Born in Wolverhampton, Charles was the son of John Marston the founder of Sunbeam.[1][2] He entered into the family business in 1885 and through its success mananaged to fund his various interests, many archaeological based. From 1942 to his death Charles was President of the Victoria Institute.

Archaeology

Charles was deeply interested in archaeology and became President of the "Shropshire Archaeological Society", financially supporting its excavations across Palestine from 1929. Charles financially supported John Garstang's excavations at Jericho, followed by further excavations during the 1930s, by which time he was a leading financial supporter of the Palestine Exploration Fund.[3][4] He also authored two popular works on Biblical archaeology, The Bible is True (1934) followed by The Bible is Alive (1937).

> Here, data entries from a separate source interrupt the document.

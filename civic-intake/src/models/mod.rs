//! Data models for the intake pipeline

pub mod candidate;
pub mod extraction;
pub mod submission;

pub use candidate::{CandidateRecord, Provenance};
pub use extraction::{
    ContactInfo, CriteriaBreakdown, CriterionScore, ExtractedCandidate, ExtractionOutcome,
    ExtractionOverrides, ExtractionResponse, ExtractionResult, ExtractionSummary, ValidationReport,
};
pub use submission::{
    audit_event, AuditEntry, RejectionCode, Submission, SubmissionStatus, SubmitterIdentity, AUTO_REVIEWER,
};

Although not a professional archaeologist himself, Marston was a member of various academic societies, including the Society of Antiquaries of London where he self-taught himself archaeology and ancient history. He also participated in some of John Garstang's digs at Jericho, alongside financially supporting the excavations.

Religious views

Neither a fundamentalist nor liberal Christian, Marston saw himself as somewhere in the middle, having stronging faith but more interested in the historical accuracy of the Old Testament, he was an early notable critic of Higher Criticism:

"Why, we haven't scratched the surface of Biblical knowledge yet. We don't know one-tenth of the truth, historically speaking. And the sporting thing to do is for all of us to wait, to reserve judgment, until that knowledge comes into our possession. That goes for Fundamentalists and Modernists alike. The die-hard Fundamentalist is quite wrong, I think, in insisting upon a word-for-word and letter-for-letter correctness of the King James version. And the Modernist—the extremist at the other end—he's just as wrong in leaping to snap judgments and wild conclusions on mere textual criticism."[5]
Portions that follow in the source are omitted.